◆ Task prompt:
Read through the material below and copy each line in which the word "core" occurs.

◆ Material to process:
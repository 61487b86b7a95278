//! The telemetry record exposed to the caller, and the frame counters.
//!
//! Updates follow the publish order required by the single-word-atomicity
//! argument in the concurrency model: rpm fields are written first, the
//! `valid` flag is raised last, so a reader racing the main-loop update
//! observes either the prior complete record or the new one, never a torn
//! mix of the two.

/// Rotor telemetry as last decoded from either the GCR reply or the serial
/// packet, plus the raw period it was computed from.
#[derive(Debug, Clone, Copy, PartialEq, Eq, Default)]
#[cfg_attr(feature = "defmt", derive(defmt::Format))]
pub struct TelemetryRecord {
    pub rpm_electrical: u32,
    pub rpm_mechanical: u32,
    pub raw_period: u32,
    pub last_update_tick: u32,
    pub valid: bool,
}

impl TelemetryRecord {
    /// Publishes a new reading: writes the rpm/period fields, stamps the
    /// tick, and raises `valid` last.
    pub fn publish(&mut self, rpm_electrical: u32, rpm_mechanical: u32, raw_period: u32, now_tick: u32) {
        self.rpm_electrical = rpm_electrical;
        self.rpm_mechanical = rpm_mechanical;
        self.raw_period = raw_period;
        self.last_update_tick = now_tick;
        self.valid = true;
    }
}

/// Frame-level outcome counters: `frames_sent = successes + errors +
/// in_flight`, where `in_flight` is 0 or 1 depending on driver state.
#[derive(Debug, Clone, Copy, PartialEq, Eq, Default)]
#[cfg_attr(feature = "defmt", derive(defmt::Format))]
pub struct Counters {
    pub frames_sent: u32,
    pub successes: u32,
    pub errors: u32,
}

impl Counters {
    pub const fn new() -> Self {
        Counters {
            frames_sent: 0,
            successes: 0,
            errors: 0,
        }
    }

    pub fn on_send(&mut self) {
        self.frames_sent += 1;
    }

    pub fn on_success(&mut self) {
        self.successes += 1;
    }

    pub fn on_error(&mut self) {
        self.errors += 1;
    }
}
==
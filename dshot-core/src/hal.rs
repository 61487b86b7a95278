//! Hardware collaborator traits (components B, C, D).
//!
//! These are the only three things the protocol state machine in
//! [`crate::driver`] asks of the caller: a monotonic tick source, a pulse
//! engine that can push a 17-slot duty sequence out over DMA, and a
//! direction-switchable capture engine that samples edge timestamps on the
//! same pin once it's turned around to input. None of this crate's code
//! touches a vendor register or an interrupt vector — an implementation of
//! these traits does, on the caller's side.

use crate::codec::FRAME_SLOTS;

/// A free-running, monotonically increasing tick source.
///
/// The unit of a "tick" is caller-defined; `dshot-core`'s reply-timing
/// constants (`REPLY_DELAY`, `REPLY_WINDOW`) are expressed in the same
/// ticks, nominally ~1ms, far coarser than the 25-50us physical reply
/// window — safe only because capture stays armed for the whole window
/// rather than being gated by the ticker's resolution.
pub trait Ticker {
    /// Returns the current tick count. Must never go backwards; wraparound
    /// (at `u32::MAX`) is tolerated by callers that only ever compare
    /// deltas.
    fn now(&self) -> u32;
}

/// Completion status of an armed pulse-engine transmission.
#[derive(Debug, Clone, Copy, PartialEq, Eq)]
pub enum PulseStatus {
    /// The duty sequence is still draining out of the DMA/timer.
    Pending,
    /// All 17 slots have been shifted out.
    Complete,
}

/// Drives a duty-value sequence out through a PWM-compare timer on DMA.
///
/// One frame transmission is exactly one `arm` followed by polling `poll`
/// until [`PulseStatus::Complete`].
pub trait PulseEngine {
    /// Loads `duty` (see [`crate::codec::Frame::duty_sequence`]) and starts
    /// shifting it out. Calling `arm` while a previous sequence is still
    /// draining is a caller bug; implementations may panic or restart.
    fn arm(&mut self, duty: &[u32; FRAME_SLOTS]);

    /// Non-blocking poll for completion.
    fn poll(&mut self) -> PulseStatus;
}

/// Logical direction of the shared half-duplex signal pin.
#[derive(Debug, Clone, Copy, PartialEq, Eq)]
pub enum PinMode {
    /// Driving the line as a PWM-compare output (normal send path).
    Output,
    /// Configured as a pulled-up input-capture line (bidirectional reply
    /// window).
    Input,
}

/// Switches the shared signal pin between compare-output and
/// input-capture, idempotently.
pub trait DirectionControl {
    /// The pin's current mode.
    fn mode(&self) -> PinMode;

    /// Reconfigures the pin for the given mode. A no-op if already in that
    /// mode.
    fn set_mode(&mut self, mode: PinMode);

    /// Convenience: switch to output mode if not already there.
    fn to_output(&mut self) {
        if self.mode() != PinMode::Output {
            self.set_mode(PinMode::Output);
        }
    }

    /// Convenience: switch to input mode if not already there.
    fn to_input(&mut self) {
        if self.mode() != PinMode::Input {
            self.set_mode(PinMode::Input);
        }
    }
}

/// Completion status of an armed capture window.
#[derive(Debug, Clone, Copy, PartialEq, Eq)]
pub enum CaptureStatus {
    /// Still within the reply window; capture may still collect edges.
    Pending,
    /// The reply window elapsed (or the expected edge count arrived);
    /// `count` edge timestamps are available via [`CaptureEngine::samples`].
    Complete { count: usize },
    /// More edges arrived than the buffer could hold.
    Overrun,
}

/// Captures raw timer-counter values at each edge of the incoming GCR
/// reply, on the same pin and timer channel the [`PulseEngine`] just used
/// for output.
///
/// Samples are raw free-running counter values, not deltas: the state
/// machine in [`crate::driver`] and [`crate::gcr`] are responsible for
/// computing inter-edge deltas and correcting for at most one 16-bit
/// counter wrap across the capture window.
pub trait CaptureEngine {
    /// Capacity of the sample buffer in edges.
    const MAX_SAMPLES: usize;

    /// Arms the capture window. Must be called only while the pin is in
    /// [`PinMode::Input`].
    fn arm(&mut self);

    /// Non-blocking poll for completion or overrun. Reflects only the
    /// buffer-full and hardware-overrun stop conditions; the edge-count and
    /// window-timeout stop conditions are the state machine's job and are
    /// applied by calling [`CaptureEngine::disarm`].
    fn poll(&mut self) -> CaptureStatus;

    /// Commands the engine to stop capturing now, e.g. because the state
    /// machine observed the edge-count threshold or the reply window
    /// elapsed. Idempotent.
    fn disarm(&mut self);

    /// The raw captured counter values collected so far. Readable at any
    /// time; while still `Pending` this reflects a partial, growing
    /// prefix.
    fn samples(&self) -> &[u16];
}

◆ Solution:
filename dshot-core/src/hal.rs
/// The unit of a "tick" is caller-defined; `dshot-core`'s reply-timing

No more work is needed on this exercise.